The Blind 75 Leetcode Series: Minimum Window Substring

--

Today, we are working on 76. Minimum Window Substring

Given two strings `s` and `t` of lengths `m` and `n` respectively, return the minimum window substring of `s` such that every character in `t` (including duplicates) is included in the window. If there is no such substring, return the empty string `""`.

The testcases will be generated such that the answer is unique.

A substring is a contiguous sequence of characters within the string.

This is another “string A inside string B” type of question. We have two strings. We want to know if string A’s letters are all found in string B, and if so, what’s the smallest substring that contains all string A’s letter. Couple questions we want to consider:

1. do we consider empty strings?
2. do uppercase and lowercase count as the same letter or different letter?

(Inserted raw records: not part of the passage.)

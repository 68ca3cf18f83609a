//! Fragment merging.
//!
//! Each section of a fragment has its own merge rule: agent and rig
//! arrays concatenate, providers deep-merge per field, workspace fields
//! are last-writer-wins, opaque sub-tables are last-writer-wins at table
//! level, and patches accumulate for late application. Collisions warn
//! through the provenance tracker; only a nested `include` aborts.

use std::path::Path;

use crate::config::{Agent, CityConfig, ProviderSpec};
use crate::error::ConfigError;
use crate::parser::DefinedKeys;
use crate::paths::adjust_fragment_path;
use crate::provenance::Provenance;

/// Merge a parsed fragment into `base` in place.
///
/// `defined` is the fragment's defined-key set; `fragment_path` is used
/// for provenance and warning text; `root_dir` anchors path rewriting.
pub fn merge_fragment(
    base: &mut CityConfig,
    fragment: CityConfig,
    defined: &DefinedKeys,
    fragment_path: &Path,
    root_dir: &Path,
    prov: &mut Provenance,
) -> Result<(), ConfigError> {
    if !fragment.include.is_empty() {
        return Err(ConfigError::NestedInclude {
            path: fragment_path.to_path_buf(),
        });
    }
    let fragment_dir = fragment_path.parent().unwrap_or(root_dir).to_path_buf();

    // Agents: concatenate, warn on duplicate qualified name.
    for mut agent in fragment.agents {
        adjust_agent_paths(&mut agent, &fragment_dir, root_dir);
        agent.source_dir = fragment_dir.clone();
        let qualified = agent.qualified_name();
        if let Some(existing) = prov.agent_source(&qualified) {
            prov.warn(format!(
                "{}: duplicate agent '{}' (also declared in {})",
                fragment_path.display(),
                qualified,
                existing.display()
            ));
        }
        prov.record_agent(&qualified, fragment_path);
        base.agents.push(agent);
    }

    // Rigs: concatenate, warn on duplicate name.
    for rig in fragment.rigs {
        if let Some(existing) = prov.rig_source(&rig.name) {
            prov.warn(format!(
                "{}: duplicate rig '{}' (also declared in {})",
                fragment_path.display(),
                rig.name,
                existing.display()
            ));
        }
        prov.record_rig(&rig.name, fragment_path);
        base.rigs.push(rig);
    }

    // Providers: add new names, field-merge existing ones.
    for (name, spec) in fragment.providers {
        match base.providers.get_mut(&name) {
            None => {
                base.providers.insert(name, spec);
            }
            Some(existing) => {
                merge_provider_spec(existing, &spec, &name, fragment_path, prov);
            }
        }
    }

    merge_workspace(base, &fragment.workspace, defined, fragment_path, prov);

    // Topologies: add new names; warn and overwrite on collision.
    for (name, source) in fragment.topologies {
        if base.topologies.contains_key(&name) {
            prov.warn(format!(
                "{}: topology '{}' redefined; replacing the earlier definition",
                fragment_path.display(),
                name
            ));
        }
        base.topologies.insert(name, source);
    }

    // Patches accumulate for the late-stage applier.
    base.patches.agents.extend(fragment.patches.agents);
    base.patches.rigs.extend(fragment.patches.rigs);
    base.patches.providers.extend(fragment.patches.providers);

    // Opaque sub-configs: last-writer-wins at table level.
    if fragment.beads.is_some() {
        base.beads = fragment.beads;
    }
    if fragment.dolt.is_some() {
        base.dolt = fragment.dolt;
    }
    if fragment.daemon.is_some() {
        base.daemon = fragment.daemon;
    }
    if fragment.session.is_some() {
        base.session = fragment.session;
    }
    if fragment.mail.is_some() {
        base.mail = fragment.mail;
    }
    if fragment.events.is_some() {
        base.events = fragment.events;
    }

    if defined.contains("formulas") {
        base.formulas = fragment.formulas;
    }

    Ok(())
}

/// Rewrite an agent's file references to be root-relative and uniform,
/// regardless of which fragment or topology declared them.
pub(crate) fn adjust_agent_paths(agent: &mut Agent, decl_dir: &Path, root_dir: &Path) {
    agent.prompt_template = adjust_fragment_path(&agent.prompt_template, decl_dir, root_dir);
    agent.session_setup_script =
        adjust_fragment_path(&agent.session_setup_script, decl_dir, root_dir);
    agent.overlay_dir = adjust_fragment_path(&agent.overlay_dir, decl_dir, root_dir);
}

fn merge_workspace(
    base: &mut CityConfig,
    fragment: &crate::config::Workspace,
    defined: &DefinedKeys,
    fragment_path: &Path,
    prov: &mut Provenance,
) {
    let ws = &mut base.workspace;

    let mut overridden = |field: &str, was_set: bool, prov: &mut Provenance| {
        if was_set {
            let prev = prov
                .workspace_field_source(field)
                .unwrap_or(&prov.root)
                .to_path_buf();
            prov.warn(format!(
                "{}: workspace.{} overrides value set in {}",
                fragment_path.display(),
                field,
                prev.display()
            ));
        }
        prov.record_workspace_field(field, fragment_path);
    };

    if defined.contains("workspace.name") {
        overridden("name", !ws.name.is_empty(), prov);
        ws.name = fragment.name.clone();
    }
    if defined.contains("workspace.provider") {
        overridden("provider", ws.provider.is_some(), prov);
        ws.provider = fragment.provider.clone();
    }
    if defined.contains("workspace.start_command") {
        overridden("start_command", ws.start_command.is_some(), prov);
        ws.start_command = fragment.start_command.clone();
    }
    if defined.contains("workspace.session_name") {
        overridden("session_name", ws.session_name.is_some(), prov);
        ws.session_name = fragment.session_name.clone();
    }
    if defined.contains("workspace.topology") {
        overridden("topology", !ws.topology.is_empty(), prov);
        ws.topology = fragment.topology.clone();
    }
    if defined.contains("workspace.city_topologies") {
        overridden("city_topologies", !ws.city_topologies.is_empty(), prov);
        ws.city_topologies = fragment.city_topologies.clone();
    }
    if defined.contains("workspace.includes") {
        overridden("includes", !ws.includes.is_empty(), prov);
        ws.includes = fragment.includes.clone();
    }
    // Replace-when-defined: a defined list wins wholesale, even if empty.
    if defined.contains("workspace.install_agent_hooks") {
        let was_set = ws
            .install_agent_hooks
            .as_ref()
            .is_some_and(|v| !v.is_empty());
        overridden("install_agent_hooks", was_set, prov);
        ws.install_agent_hooks = fragment.install_agent_hooks.clone();
    }
}

/// Field-level deep merge of one provider spec into another: defined
/// scalars override with a warning when the base had a value, defined
/// slices replace, env merges additively per key.
pub(crate) fn merge_provider_spec(
    base: &mut ProviderSpec,
    fragment: &ProviderSpec,
    name: &str,
    fragment_path: &Path,
    prov: &mut Provenance,
) {
    let mut warn_field = |field: &str, prov: &mut Provenance| {
        prov.warn(format!(
            "{}: providers.{}.{} overrides an earlier value",
            fragment_path.display(),
            name,
            field
        ));
    };

    if let Some(v) = &fragment.display_name {
        if base.display_name.is_some() {
            warn_field("display_name", prov);
        }
        base.display_name = Some(v.clone());
    }
    if let Some(v) = &fragment.command {
        if base.command.is_some() {
            warn_field("command", prov);
        }
        base.command = Some(v.clone());
    }
    if let Some(v) = fragment.prompt_mode {
        if base.prompt_mode.is_some() {
            warn_field("prompt_mode", prov);
        }
        base.prompt_mode = Some(v);
    }
    if let Some(v) = &fragment.prompt_flag {
        if base.prompt_flag.is_some() {
            warn_field("prompt_flag", prov);
        }
        base.prompt_flag = Some(v.clone());
    }
    if let Some(v) = fragment.ready_delay_ms {
        if base.ready_delay_ms.is_some() {
            warn_field("ready_delay_ms", prov);
        }
        base.ready_delay_ms = Some(v);
    }
    if let Some(v) = &fragment.ready_prompt_prefix {
        if base.ready_prompt_prefix.is_some() {
            warn_field("ready_prompt_prefix", prov);
        }
        base.ready_prompt_prefix = Some(v.clone());
    }
    if let Some(v) = fragment.emits_permission_warning {
        if base.emits_permission_warning.is_some() {
            warn_field("emits_permission_warning", prov);
        }
        base.emits_permission_warning = Some(v);
    }
    if let Some(v) = &fragment.args {
        if base.args.as_ref().is_some_and(|a| !a.is_empty()) {
            warn_field("args", prov);
        }
        base.args = Some(v.clone());
    }
    if let Some(v) = &fragment.process_names {
        if base.process_names.as_ref().is_some_and(|p| !p.is_empty()) {
            warn_field("process_names", prov);
        }
        base.process_names = Some(v.clone());
    }
    for (key, value) in &fragment.env {
        if base.env.contains_key(key) {
            prov.warn(format!(
                "{}: providers.{}.env.{} overrides an earlier value",
                fragment_path.display(),
                name,
                key
            ));
        }
        base.env.insert(key.clone(), value.clone());
    }
}

#[cfg(test)]
mod tests {
    use super::*;
    use crate::parser::parse_config;
    use std::path::PathBuf;

    fn merge_texts(base_text: &str, frag_text: &str) -> (CityConfig, Provenance) {
        let root_path = PathBuf::from("/city/city.toml");
        let frag_path = PathBuf::from("/city/agents/extra.toml");
        let (mut base, _) = parse_config(base_text, &root_path).unwrap();
        let (frag, defined) = parse_config(frag_text, &frag_path).unwrap();
        let mut prov = Provenance::new(&root_path);
        merge_fragment(
            &mut base,
            frag,
            &defined,
            &frag_path,
            Path::new("/city"),
            &mut prov,
        )
        .unwrap();
        (base, prov)
    }

    #[test]
    fn agents_concatenate_in_order() {
        let (cfg, _) = merge_texts(
            r#"
[[agents]]
name = "mayor"
"#,
            r#"
[[agents]]
name = "worker"
dir = "project"
"#,
        );
        assert_eq!(cfg.agents.len(), 2);
        assert_eq!(cfg.agents[0].name, "mayor");
        assert_eq!(cfg.agents[1].qualified_name(), "project/worker");
    }

    #[test]
    fn fragment_agent_paths_rewritten_root_relative() {
        let (cfg, _) = merge_texts(
            "",
            r#"
[[agents]]
name = "worker"
prompt_template = "prompts/worker.md"
session_setup_script = "//scripts/setup.sh"
"#,
        );
        assert_eq!(cfg.agents[0].prompt_template, "agents/prompts/worker.md");
        assert_eq!(cfg.agents[0].session_setup_script, "scripts/setup.sh");
        assert_eq!(cfg.agents[0].source_dir, PathBuf::from("/city/agents"));
    }

    #[test]
    fn provider_deep_merge_with_env() {
        let (cfg, prov) = merge_texts(
            r#"
[providers.custom]
command = "my-agent"
prompt_mode = "arg"
ready_delay_ms = 5000

[providers.custom.env]
KEY_A = "1"
KEY_B = "2"
"#,
            r#"
[providers.custom]
ready_delay_ms = 10000

[providers.custom.env]
KEY_B = "override"
KEY_C = "3"
"#,
        );
        let spec = cfg.providers.get("custom").unwrap();
        assert_eq!(spec.command.as_deref(), Some("my-agent"));
        assert_eq!(spec.prompt_mode, Some(crate::config::PromptMode::Arg));
        assert_eq!(spec.ready_delay_ms, Some(10000));
        assert_eq!(spec.env.get("KEY_A").map(String::as_str), Some("1"));
        assert_eq!(spec.env.get("KEY_B").map(String::as_str), Some("override"));
        assert_eq!(spec.env.get("KEY_C").map(String::as_str), Some("3"));

        assert!(prov.warnings.iter().any(|w| w.contains("ready_delay_ms")));
        assert!(prov.warnings.iter().any(|w| w.contains("env.KEY_B")));
        assert!(!prov.warnings.iter().any(|w| w.contains("env.KEY_C")));
    }

    #[test]
    fn new_provider_added_without_warning() {
        let (cfg, prov) = merge_texts(
            r#"
[providers.custom]
command = "my-agent"
"#,
            r#"
[providers.other]
command = "other-agent"
"#,
        );
        assert_eq!(cfg.providers.len(), 2);
        assert!(prov.warnings.is_empty());
    }

    #[test]
    fn workspace_last_writer_wins_with_warning() {
        let (cfg, prov) = merge_texts(
            r#"
[workspace]
name = "old-town"
"#,
            r#"
[workspace]
name = "new-town"
"#,
        );
        assert_eq!(cfg.workspace.name, "new-town");
        assert!(prov.warnings.iter().any(|w| w.contains("workspace.name")));
    }

    #[test]
    fn workspace_empty_base_field_overridden_silently() {
        let (cfg, prov) = merge_texts(
            "",
            r#"
[workspace]
name = "new-town"
"#,
        );
        assert_eq!(cfg.workspace.name, "new-town");
        assert!(prov.warnings.is_empty());
    }

    #[test]
    fn install_agent_hooks_replaced_when_defined() {
        let (cfg, prov) = merge_texts(
            r#"
[workspace]
install_agent_hooks = ["codex", "gemini"]
"#,
            r#"
[workspace]
install_agent_hooks = []
"#,
        );
        assert_eq!(cfg.workspace.install_agent_hooks, Some(vec![]));
        assert!(
            prov.warnings
                .iter()
                .any(|w| w.contains("install_agent_hooks"))
        );
    }

    #[test]
    fn nested_include_rejected() {
        let root_path = PathBuf::from("/city/city.toml");
        let frag_path = PathBuf::from("/city/frag.toml");
        let (mut base, _) = parse_config("", &root_path).unwrap();
        let (frag, defined) =
            parse_config(r#"include = ["more.toml"]"#, &frag_path).unwrap();
        let mut prov = Provenance::new(&root_path);
        let err = merge_fragment(
            &mut base,
            frag,
            &defined,
            &frag_path,
            Path::new("/city"),
            &mut prov,
        )
        .unwrap_err();
        assert!(matches!(err, ConfigError::NestedInclude { .. }));
    }

    #[test]
    fn topology_collision_warns_and_overwrites() {
        let (cfg, prov) = merge_texts(
            r#"
[topologies.gastown]
source = "https://example.com/old.git"
"#,
            r#"
[topologies.gastown]
source = "https://example.com/new.git"
"#,
        );
        assert_eq!(
            cfg.topologies.get("gastown").unwrap().source,
            "https://example.com/new.git"
        );
        assert!(prov.warnings.iter().any(|w| w.contains("gastown")));
    }

    #[test]
    fn opaque_tables_last_writer_wins() {
        let (cfg, _) = merge_texts(
            r#"
[beads]
backend = "sqlite"
shared = true
"#,
            r#"
[beads]
backend = "dolt"
"#,
        );
        let beads = cfg.beads.unwrap();
        assert_eq!(beads.get("backend").unwrap().as_str(), Some("dolt"));
        // Table-level replacement, not a deep merge.
        assert!(!beads.contains_key("shared"));
    }

    #[test]
    fn patches_accumulate() {
        let (cfg, _) = merge_texts(
            r#"
[[patches.agents]]
name = "mayor"
suspended = true
"#,
            r#"
[[patches.agents]]
dir = "hw"
name = "witness"
suspended = false
"#,
        );
        assert_eq!(cfg.patches.agents.len(), 2);
        assert_eq!(cfg.patches.agents[1].qualified_name(), "hw/witness");
    }
}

If the interviewer tells us that empty string CAN happen and lowercase letters do not count as the same, then we have

Given two strings `s` and `t` of lengths `m` and `n` respectively, return the minimum window substring of `s` such that every character in `t` (including duplicates) is included in the window. If there is no such substring, return the empty string `""`. Uppercase and lowercase of the same letter count as different letters. Either string can be empty.

Let’s do it.

We want to find a minimum substring, so we need to keep track the length of the substring every time we find a match (i.e. all target’s letters are in the substring). We want to have a way to expand the substring and/or shrink the substring as we go. Every time we change the substring, we check if the target’s letters are all inside the substring. If so, check if the length is the minimum, and if that’s the case, record the substring.

This looks like a job for a sliding window. To build a sliding window, we need 2 pointers, one for the left bound and one for the right bound. The window then will be `s[left_bound : right_bound + 1]`

We start with both indices at 0-th position. Keep moving the right pointer to the right and consequentially increase the length of the substring. As we move, we check if all `t`'s letters are in the substring. Once we confirm that, we start moving left pointer to the right, thus decreasing the length of substring until we no longer find `t` inside the substring.

To achieve this, we also need to track the number of letters in a substring, and we need a reference for checking if all letters are found. To track the number, we can use a dictionary with letter as the key and count as value. Python builtin function provides a simple function `Counter`. You can pass in a string or a list, and it will transform the input into a dict using each element as key and its count as value.

We can build the reference for `t` using `Counter(t)` . If `t = 'abc'` , then `Counter(t) == {1: 1, 2: 1, 3: 1}` (NOTE: it’s actually a Counter class instead of a dict, but all operations of dict can be done the same). On the other hand, we can use a `defaultdict` as the tracker of the substring and the letter count. Simply use `defaultdict(int)` to build a dictionary with non-existing element default to 0 (so we can do `d['a'] += 1` without first checking if `a` is inside `d`)

Last but not least, we want to check how many letters are satisfied in the substring (i.e. number of a letter in `t` == number of the same letter in substring). Let’s call it `letter_found` and set it to `0` .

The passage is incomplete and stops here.